Jack Tramiel was a typical narcissistic domineering businessman, who had a typewriter and then calculator business that bought it's way into computers with the acquisition of MOS, mainly to ensure their calculator chip supply. The amazing success of the 6502 and the Commodore computers can be attributed to the brilliance of a very small group of genius engineers at MOS, led by Chuck Peddle. There will not likely be a time again where we will know the developers of a CPU by name, a CPU that sold hundreds of millions and who's architecture is still in use.
If the bottom line of the 6502 was affected by mask design, it is that they had the finest designers at MOS. The quote below is from the book ("On the Edge: the Spectacular Rise and Fall of Commodore" [variantpress.com]
Pavinen and Holt handed off the completed mask to the MOS technicians, who began fabricating the first run of chips.
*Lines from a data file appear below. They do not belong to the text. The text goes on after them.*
//! Full pipeline: YAML manifest on disk → model → mapping → bulk SQL.

use anyhow::Result;
use bulkbridge::entity_model::ModelConfig;
use bulkbridge::mapping::entity_mapping;
use bulkbridge::sql_generator::{
    bulk_delete, bulk_insert, bulk_update, GeneratorOptions, Row, SqlDialect, SqlValue,
};
use std::io::Write;
use tempfile::NamedTempFile;
use test_case::test_case;

const SHOP_YAML: &str = r#"
name: shop
defaults:
  schema: sales
  naming: snake_case
entities:
  - name: Product
    discriminator_column: product_kind
    properties:
      - name: Id
        primary_key: true
      - Name
      - name: InternalNote
        shadow: true
  - name: DigitalProduct
    base: Product
    discriminator_value: digital
    properties:
      - DownloadUrl
  - name: PhysicalProduct
    base: Product
    discriminator_value: physical
    properties:
      - WeightGrams
"#;

fn write_manifest(contents: &str) -> Result<NamedTempFile> {
    let mut file = NamedTempFile::new()?;
    file.write_all(contents.as_bytes())?;
    Ok(file)
}

fn options(dialect: SqlDialect) -> GeneratorOptions {
    GeneratorOptions {
        dialect,
        batch_size: 1000,
        inline_values: true,
    }
}

#[test]
fn test_manifest_file_to_mapping() -> Result<()> {
    let manifest = write_manifest(SHOP_YAML)?;
    let model = ModelConfig::from_yaml_file(manifest.path())?.to_model()?;
    let mapping = entity_mapping(&model, "DigitalProduct")?;

    assert_eq!(mapping.table_name, "product");
    assert_eq!(mapping.schema.as_deref(), Some("sales"));

    // Shadow property excluded, discriminator last
    let columns: Vec<_> = mapping
        .properties
        .iter()
        .map(|p| p.column_name.as_str())
        .collect();
    assert_eq!(
        columns,
        vec!["id", "name", "download_url", "weight_grams", "product_kind"]
    );

    let hierarchy = mapping.hierarchy.as_ref().unwrap();
    assert_eq!(hierarchy.len(), 3);
    assert_eq!(hierarchy["DigitalProduct"], "digital");
    assert_eq!(hierarchy["PhysicalProduct"], "physical");
    assert_eq!(hierarchy["Product"], "Product");
    Ok(())
}

#[test_case(
    SqlDialect::Postgres,
    "INSERT INTO \"sales\".\"product\" (\"id\", \"name\", \"download_url\", \"weight_grams\", \"product_kind\") \
     VALUES (1, 'Manual', 'https://x/m.pdf', NULL, 'digital'), (2, 'Crate', NULL, 1200, 'physical')"
    ; "postgres insert")]
#[test_case(
    SqlDialect::MySql,
    "INSERT INTO `sales`.`product` (`id`, `name`, `download_url`, `weight_grams`, `product_kind`) \
     VALUES (1, 'Manual', 'https://x/m.pdf', NULL, 'digital'), (2, 'Crate', NULL, 1200, 'physical')"
    ; "mysql insert")]
fn test_mixed_subtype_insert(dialect: SqlDialect, expected: &str) {
    let model = ModelConfig::from_yaml_str(SHOP_YAML)
        .unwrap()
        .to_model()
        .unwrap();
    let mapping = entity_mapping(&model, "Product").unwrap();

    let rows = vec![
        Row::of_entity("DigitalProduct")
            .set("Id", 1)
            .set("Name", "Manual")
            .set("DownloadUrl", "https://x/m.pdf"),
        Row::of_entity("PhysicalProduct")
            .set("Id", 2)
            .set("Name", "Crate")
            .set("WeightGrams", 1200),
    ];

    let statements = bulk_insert(&mapping, &rows, &options(dialect)).unwrap();
    assert_eq!(statements.len(), 1);
    assert_eq!(statements[0].sql, expected);
}

#[test]
fn test_update_and_delete_against_manifest_model() -> Result<()> {
    let manifest = write_manifest(SHOP_YAML)?;
    let model = ModelConfig::from_yaml_file(manifest.path())?.to_model()?;
    let mapping = entity_mapping(&model, "Product")?;
    let opts = options(SqlDialect::Postgres);

    let rows = vec![Row::new().set("Id", 2).set("Name", "Crate XL")];
    let updates = bulk_update(&mapping, &rows, &opts)?;
    assert_eq!(
        updates[0].sql,
        "UPDATE \"sales\".\"product\" SET \"name\" = 'Crate XL' WHERE \"id\" = 2"
    );

    let keys = vec![vec![SqlValue::Integer(1)], vec![SqlValue::Integer(2)]];
    let deletes = bulk_delete(&mapping, &keys, &opts)?;
    assert_eq!(
        deletes[0].sql,
        "DELETE FROM \"sales\".\"product\" WHERE \"id\" IN (1, 2)"
    );
    Ok(())
}

#[test]
fn test_placeholder_mode_collects_params_in_order() -> Result<()> {
    let model = ModelConfig::from_yaml_str(SHOP_YAML)?.to_model()?;
    let mapping = entity_mapping(&model, "DigitalProduct")?;
    let opts = GeneratorOptions {
        dialect: SqlDialect::MySql,
        batch_size: 1000,
        inline_values: false,
    };

    let rows = vec![Row::new()
        .set("Id", 9)
        .set("Name", "Ebook")
        .set("DownloadUrl", "https://x/e.epub")];
    let statements = bulk_insert(&mapping, &rows, &opts)?;

    assert_eq!(
        statements[0].sql,
        "INSERT INTO `sales`.`product` (`id`, `name`, `download_url`, `weight_grams`, `product_kind`) \
         VALUES (?, ?, ?, ?, ?)"
    );
    assert_eq!(
        statements[0].params,
        vec![
            SqlValue::Integer(9),
            SqlValue::Text("Ebook".into()),
            SqlValue::Text("https://x/e.epub".into()),
            SqlValue::Null,
            SqlValue::Text("digital".into()),
        ]
    );
    Ok(())
}

#[test]
fn test_rows_json_matches_cli_input_format() -> Result<()> {
    let model = ModelConfig::from_yaml_str(SHOP_YAML)?.to_model()?;
    let mapping = entity_mapping(&model, "Product")?;

    let rows_json = r#"[
        {"entity": "DigitalProduct", "values": {"Id": 1, "Name": "Manual", "DownloadUrl": "https://x/m.pdf"}},
        {"values": {"Id": 3, "Name": "Misc"}}
    ]"#;
    let rows: Vec<Row> = serde_json::from_str(rows_json)?;
    let statements = bulk_insert(&mapping, &rows, &options(SqlDialect::Postgres))?;

    // Row without an entity defaults to the mapped entity's discriminator
    assert!(statements[0].sql.contains("(3, 'Misc', NULL, NULL, 'Product')"));
    Ok(())
}
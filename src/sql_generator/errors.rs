use thiserror::Error;

#[derive(Debug, Clone, Error, PartialEq)]
pub enum SqlGeneratorError {
    #[error("No rows supplied (bulk statements are never generated empty)")]
    EmptyRows,
    #[error("Batch size must be at least 1")]
    InvalidBatchSize,
    #[error("Mapping for `{entity}` has no primary key (required for UPDATE/DELETE generation)")]
    MissingPrimaryKey { entity: String },
    #[error("Row {row} references unknown property `{property}` (not in the extracted mapping)")]
    UnknownProperty { row: usize, property: String },
    #[error("Row {row} sets the discriminator `{property}` directly (discriminator values come from the hierarchy mapping)")]
    DiscriminatorInRow { row: usize, property: String },
    #[error("Row {row} names `{entity}` which is not a member of the mapped hierarchy")]
    UnknownHierarchyMember { row: usize, entity: String },
    #[error("Row {row} is missing a value for primary-key column `{column}`")]
    MissingKeyValue { row: usize, column: String },
    #[error("Row {row} has no assignable columns (nothing to SET)")]
    NothingToSet { row: usize },
    #[error("Key {key} has arity {actual}, expected {expected} (one value per primary-key column)")]
    KeyArityMismatch {
        key: usize,
        expected: usize,
        actual: usize,
    },
}

/// Helper for creating property errors with context
impl SqlGeneratorError {
    /// Create an UnknownProperty error with context information
    pub fn unknown_property_with_context(
        row: usize,
        property: impl Into<String>,
        context: impl Into<String>,
    ) -> Self {
        let prop = property.into();
        let ctx = context.into();
        SqlGeneratorError::UnknownProperty {
            row,
            property: format!("{} ({})", prop, ctx),
        }
    }
}
//! Unit tests - Focused tests of the public API, no filesystem involved.

mod manifest_tests;
mod mapping_serialization_tests;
Bil Herd summarizes the situation. “No chip worked the first time,” he states emphatically. “No chip. It took seven or nine revs [revisions], or if someone was real good they would get it in five or six.” ...
Implausibly, the engineers detected no errors in Mensch’s layout. “He built seven different chips without ever having an error,” says Peddle with disbelief in his voice. “Almost all done by hand. When I tell people that, they don’t believe me, but it’s true. This guy is a unique person. He is the best layout guy in world.”
If you have hours to watch it, here's an informal interview with Chuck Peddle from a year and a half ago, where he goes into depth about the design of the 6502 and the Commodore computers, working Jack and Microsoft, and all sorts of topics, in the kind of interview you never thought you would see from the central figure in all of CBM:
Part 1: http://blip.tv/file/4055830 [blip.tv]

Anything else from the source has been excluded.